◆ **What you have to do**: Up to and including the line containing "where length matters.", set down each line of the entries below exactly, starting from the first, and leave out the rest.

Stored data entries:
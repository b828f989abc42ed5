use crate::{Error, Result};
use reqwest::blocking::Client;
use std::time::Duration;
use tracing::warn;

const TINYURL_ENDPOINT: &str = "https://tinyurl.com/api-create.php";

/// Shortens links for text outputs where length matters.
pub trait UrlShortener {
    fn shorten(&self, url: &str) -> Result<String>;
}

pub struct TinyUrlShortener {
    client: Client,
    endpoint: String,
}

impl TinyUrlShortener {
    pub fn new(timeout: Duration) -> Result<Self> {
        let client = Client::builder()
            .timeout(timeout)
            .build()
            .map_err(|e| Error::Shorten {
                url: TINYURL_ENDPOINT.to_string(),
                reason: e.to_string(),
            })?;

        Ok(Self {
            client,
            endpoint: TINYURL_ENDPOINT.to_string(),
        })
    }
}

impl UrlShortener for TinyUrlShortener {
    fn shorten(&self, url: &str) -> Result<String> {
        let to_error = |e: reqwest::Error| Error::Shorten {
            url: url.to_string(),
            reason: e.to_string(),
        };

        let short = self
            .client
            .get(&self.endpoint)
            .query(&[("url", url)])
            .send()
            .and_then(|response| response.error_for_status())
            .and_then(|response| response.text())
            .map_err(to_error)?;

        let short = short.trim();
        if short.is_empty() {
            return Err(Error::Shorten {
                url: url.to_string(),
                reason: "empty response".to_string(),
            });
        }
        Ok(short.to_string())
    }
}

/// Hands links back unchanged. Stands in when no shortening service is available.
pub struct Passthrough;

impl UrlShortener for Passthrough {
    fn shorten(&self, url: &str) -> Result<String> {
        Ok(url.to_string())
    }
}

/// Shortens `url`, falling back to the original link when the shortener fails.
///
/// Empty links are returned as-is without calling the shortener.
pub fn shorten_or_original(shortener: &dyn UrlShortener, url: &str) -> String {
    if url.is_empty() {
        return String::new();
    }
    match shortener.shorten(url) {
        Ok(short) => short,
        Err(e) => {
            warn!(kind = e.kind(), url, "using unshortened link: {}", e);
            url.to_string()
        }
    }
}

#[cfg(test)]
mod tests {
    use super::*;
    use std::cell::Cell;

    struct Failing;

    impl UrlShortener for Failing {
        fn shorten(&self, url: &str) -> Result<String> {
            Err(Error::Shorten {
                url: url.to_string(),
                reason: "service unavailable".to_string(),
            })
        }
    }

    struct Counting(Cell<usize>);

    impl UrlShortener for Counting {
        fn shorten(&self, _url: &str) -> Result<String> {
            self.0.set(self.0.get() + 1);
            Ok("https://tinyurl.com/abc".to_string())
        }
    }

    #[test]
    fn failure_falls_back_to_original() {
        assert_eq!(
            shorten_or_original(&Failing, "https://x.com/job/1"),
            "https://x.com/job/1"
        );
    }

    #[test]
    fn success_uses_short_link() {
        let shortener = Counting(Cell::new(0));
        assert_eq!(
            shorten_or_original(&shortener, "https://x.com/job/1"),
            "https://tinyurl.com/abc"
        );
        assert_eq!(shortener.0.get(), 1);
    }

    #[test]
    fn passthrough_keeps_link() {
        assert_eq!(
            shorten_or_original(&Passthrough, "https://x.com/job/1"),
            "https://x.com/job/1"
        );
    }

    #[test]
    fn empty_link_is_not_shortened() {
        let shortener = Counting(Cell::new(0));
        assert_eq!(shorten_or_original(&shortener, ""), "");
        assert_eq!(shortener.0.get(), 0);
    }
}
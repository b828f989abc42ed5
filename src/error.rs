use crate::models::Site;
use std::path::PathBuf;
use thiserror::Error;

/// Errors raised by the scraping pipeline.
///
/// None of these abort a run. Each is caught where the failing unit (a site
/// batch, a sink, a link) is handled, logged with [`Error::kind`], and the unit
/// contributes nothing.
#[derive(Debug, Error)]
pub enum Error {
    /// No document could be retrieved for a site.
    #[error("no data retrieved for '{site}' from {url}: {reason}")]
    Fetch {
        site: Site,
        url: String,
        reason: String,
    },

    /// An extractor was handed an empty document.
    #[error("missing HTML data for '{site}'")]
    MissingHtmlData { site: Site },

    /// A sink could not create its directory or write its file.
    #[error("failed writing {}: {source}", .path.display())]
    Write {
        path: PathBuf,
        #[source]
        source: std::io::Error,
    },

    /// The messaging collaborator rejected a send.
    #[error("failed sending message to {destination}: {reason}")]
    Transport { destination: String, reason: String },

    /// The URL shortening collaborator failed.
    #[error("failed shortening {url}: {reason}")]
    Shorten { url: String, reason: String },

    /// A site descriptor carries a selector that does not parse.
    #[error("invalid selector `{selector}` for '{site}': {reason}")]
    InvalidSelector {
        site: Site,
        selector: &'static str,
        reason: String,
    },

    /// The site table has no search URL template for a site.
    #[error("no URL template configured for '{site}'")]
    MissingTemplate { site: Site },
}

impl Error {
    /// Label used in log lines.
    pub fn kind(&self) -> &'static str {
        match self {
            Self::Fetch { .. } => "FetchFailure",
            Self::MissingHtmlData { .. } => "MissingHtmlData",
            Self::Write { .. } => "WriteFailure",
            Self::Transport { .. } => "TransportFailure",
            Self::Shorten { .. } => "ShortenFailure",
            Self::InvalidSelector { .. } => "InvalidSelector",
            Self::MissingTemplate { .. } => "MissingTemplate",
        }
    }

    pub(crate) fn write(path: impl Into<PathBuf>, source: impl Into<std::io::Error>) -> Self {
        Self::Write {
            path: path.into(),
            source: source.into(),
        }
    }
}
/// Week-over-week comparison point for one category
#[derive(Debug, Clone, PartialEq, Serialize, Deserialize)]
pub struct WeeklyPoint {
    /// Monday that starts the week
    pub week_start: NaiveDate,
    pub count_before: usize,
    pub count_after: usize,
    pub percent: f64,
    /// `percent` is the fixed sentinel, not a computed ratio
    pub unbounded: bool,
}

#[derive(Debug, Clone, PartialEq, Serialize, Deserialize)]
pub struct CategoryWeekly {
    pub category: Value,
    pub points: Vec<WeeklyPoint>,
}

/// Weekly percentage change of selected categories
#[derive(Debug, Clone, PartialEq, Default, Serialize, Deserialize)]
pub struct WeeklySeries {
    /// Mondays covering the combined date range
    pub weeks: Vec<NaiveDate>,
    pub series: Vec<CategoryWeekly>,
    pub skipped_dates: usize,
}

// ========== Report Models ==========

/// Inclusive date range
#[derive(Debug, Clone, Copy, PartialEq, Eq, Serialize, Deserialize)]
pub struct DateRange {
    pub from: NaiveDate,
    pub to: NaiveDate,
}

/// Number of calls on one date
#[derive(Debug, Clone, Copy, PartialEq, Eq, Serialize, Deserialize)]
pub struct DailyCount {
    pub date: NaiveDate,
    pub count: usize,
}

/// A category with its count and share of all rows
#[derive(Debug, Clone, PartialEq, Serialize, Deserialize)]
pub struct CategoryShare {
    pub category: Value,
    pub count: usize,
    pub percentage: f64,
}

/// Module x category counts
#[derive(Debug, Clone, PartialEq, Default, Serialize, Deserialize)]
pub struct CrossTab {
    pub rows: Vec<Value>,
    pub columns: Vec<Value>,
    /// `counts[row][column]`
    pub counts: Vec<Vec<usize>>,
}

impl CrossTab {
    pub fn get(&self, row: &Value, column: &Value) -> usize {
        let r = self.rows.iter().position(|v| v == row);
        let c = self.columns.iter().position(|v| v == column);
        match (r, c) {
            (Some(r), Some(c)) => self.counts[r][c],
            _ => 0,
        }
    }
}

/// Single-month analysis
#[derive(Debug, Clone, PartialEq, Serialize, Deserialize)]
pub struct MonthSummary {
    #[serde(skip_serializing_if = "Option::is_none")]
    pub month: Option<MonthKey>,
    pub row_count: usize,
    pub date_range: Option<DateRange>,
    pub daily_counts: Vec<DailyCount>,
    pub categories: Vec<CategoryShare>,
    pub modules: Vec<CategoryShare>,
    pub distinct_modules: usize,
    pub cross_tab: CrossTab,
    pub skipped_dates: usize,
}

/// Row-count change between two months
#[derive(Debug, Clone, Copy, PartialEq, Serialize, Deserialize)]
pub struct TotalComparison {
    pub before: usize,
    pub after: usize,
    pub delta: i64,
    pub change_percent: f64,
}

/// Two-month comparison of categories and modules
#[derive(Debug, Clone, PartialEq, Serialize, Deserialize)]
pub struct MonthComparison {
    pub before_month: MonthKey,
    pub after_month: MonthKey,
    pub totals: TotalComparison,
    pub categories: Vec<DeltaRecord>,
    pub modules: Vec<DeltaRecord>,
}

/// Categories with the largest increase and their trends
#[derive(Debug, Clone, PartialEq, Serialize, Deserialize)]
pub struct GrowthReport {
    pub before_month: MonthKey,
    pub after_month: MonthKey,
    pub top: Vec<DeltaRecord>,
    pub daily: DailySeries,
    #[serde(skip_serializing_if = "Option::is_none")]
    pub weekly: Option<WeeklySeries>,
}

/// One entry of the month overview
#[derive(Debug, Clone, Copy, PartialEq, Eq, Serialize, Deserialize)]
pub struct MonthInfo {
    pub month: MonthKey,
    pub row_count: usize,
    pub distinct_modules: usize,
}

/// What the partitioner produced for the loaded table
#[derive(Debug, Clone, PartialEq, Serialize, Deserialize)]
pub struct MonthOverview {
    pub total_rows: usize,
    pub months: Vec<MonthInfo>,
    pub dropped: usize,
    #[serde(skip_serializing_if = "Option::is_none")]
    pub synthesis: Option<Synthesis>,
}

#[cfg(test)]
mod tests {
    use super::*;
    use std::collections::HashSet;

    #[test]
    fn test_value_equality_and_hash() {
        let mut set = HashSet::new();
        set.insert(Value::Number(0.0));
        set.insert(Value::Number(-0.0));
        set.insert(Value::Null);
        set.insert(Value::Null);
        set.insert(Value::text("billing"));
        set.insert(Value::text("billing"));
        assert_eq!(set.len(), 3);
        assert_ne!(Value::text("1"), Value::Number(1.0));
    }

    #[test]
    fn test_value_display() {
        assert_eq!(Value::Number(3.0).to_string(), "3");
        assert_eq!(Value::Number(2.5).to_string(), "2.5");
        assert_eq!(Value::Null.to_string(), "");
        assert_eq!(Value::Null.label(), "(blank)");
        let d = NaiveDate::from_ymd_opt(2024, 3, 9).unwrap();
        assert_eq!(Value::Date(d).to_string(), "2024-03-09");
    }

    #[test]
    fn test_value_as_date() {
        let d = NaiveDate::from_ymd_opt(2024, 3, 9).unwrap();
        assert_eq!(Value::Date(d).as_date(), Some(d));
        assert_eq!(Value::text("2024-03-09").as_date(), Some(d));
        assert_eq!(Value::text("2024-03-09 10:30:00").as_date(), Some(d));
        assert_eq!(Value::text("soon").as_date(), None);
        assert_eq!(Value::Number(5.0).as_date(), None);
    }

    #[test]
    fn test_record_short_row_reads_null() {
        let record = Record::new(vec![Value::text("a")]);
        assert_eq!(record.get(0), &Value::text("a"));
        assert!(record.get(13).is_null());
    }

    #[test]
    fn test_category_stat_ranked_keeps_first_seen_on_ties() {
        let stat = CategoryStat {
            counts: vec![
                (Value::text("a"), 1),
                (Value::text("b"), 3),
                (Value::text("c"), 1),
            ],
        };
        let ranked = stat.ranked();
        assert_eq!(ranked[0].0, Value::text("b"));
        assert_eq!(ranked[1].0, Value::text("a"));
        assert_eq!(ranked[2].0, Value::text("c"));
        assert_eq!(stat.total(), 5);
        assert_eq!(stat.get(&Value::text("zzz")), 0);
    }

    #[test]
    fn test_delta_ratio_display() {
        assert_eq!(DeltaRatio::Percent(60.0).to_string(), "60.0%");
        assert_eq!(DeltaRatio::Unbounded.to_string(), "N/A");
        assert_eq!(DeltaRatio::Unbounded.percent(), None);
    }

    #[test]
    fn test_synthesis_serializes_with_kind() {
        let json = serde_json::to_string(&Synthesis::SingleMonthSplit { month: 3 }).unwrap();
        assert_eq!(json, r#"{"kind":"single_month_split","month":3}"#);
    }
}
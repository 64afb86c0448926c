//! Callscope CLI - Service-call month comparison
//!
//! Usage:
//!   callscope months --file calls.csv                      List months
//!   callscope summary --file calls.csv --month 3           Single-month summary
//!   callscope compare --file calls.csv --before 3 --after 4
//!   callscope growth --file calls.csv --before 3 --after 4 --top 5
//!   callscope export --file calls.csv --output annotated.csv

mod cli;
mod commands;

#[cfg(test)]
mod tests;

use anyhow::Result;
use clap::Parser;
use tracing_subscriber::{fmt, prelude::*, EnvFilter};

use cli::*;

fn main() -> Result<()> {
    let cli = Cli::parse();

    // Set up logging
    // Priority: RUST_LOG env var > --verbose flag > default (info)
    let filter = if std::env::var("RUST_LOG").is_ok() {
        EnvFilter::from_default_env()
    } else if cli.verbose {
        EnvFilter::new("debug")
    } else {
        EnvFilter::new("info")
    };

    tracing_subscriber::registry()
        .with(filter)
        .with(fmt::layer().with_target(false).compact().with_writer(std::io::stderr))
        .init();

    let config = commands::load_config(cli.config.as_deref())?;

    match cli.command {
        Commands::Months { file } => {
            let (session, info) = commands::load_session(&file, config)?;
            commands::cmd_months(&session, &info, cli.json)
        }
        Commands::Summary { file, month } => {
            let (session, _) = commands::load_session(&file, config)?;
            commands::cmd_summary(&session, month, cli.json)
        }
        Commands::Compare {
            file,
            before,
            after,
        } => {
            let (session, _) = commands::load_session(&file, config)?;
            commands::cmd_compare(&session, before, after, cli.json)
        }
        Commands::Growth {
            file,
            before,
            after,
            top,
            daily,
        } => {
            let (session, _) = commands::load_session(&file, config)?;
            commands::cmd_growth(&session, before, after, top, daily, cli.json)
        }
        Commands::Export {
            file,
            output,
            format,
        } => {
            let (session, _) = commands::load_session(&file, config)?;
            commands::cmd_export(&session, output.as_deref(), &format)
        }
        Commands::Config => commands::cmd_config(cli.config.as_deref(), &config, cli.json),
    }
}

◆ **Response below**:
repository b828f989abc42ed5
use crate::{Error, Result};
use reqwest::blocking::Client;
use std::time::Duration;
use tracing::warn;

const TINYURL_ENDPOINT: &str = "https://tinyurl.com/api-create.php";

/// Shortens links for text outputs where length matters.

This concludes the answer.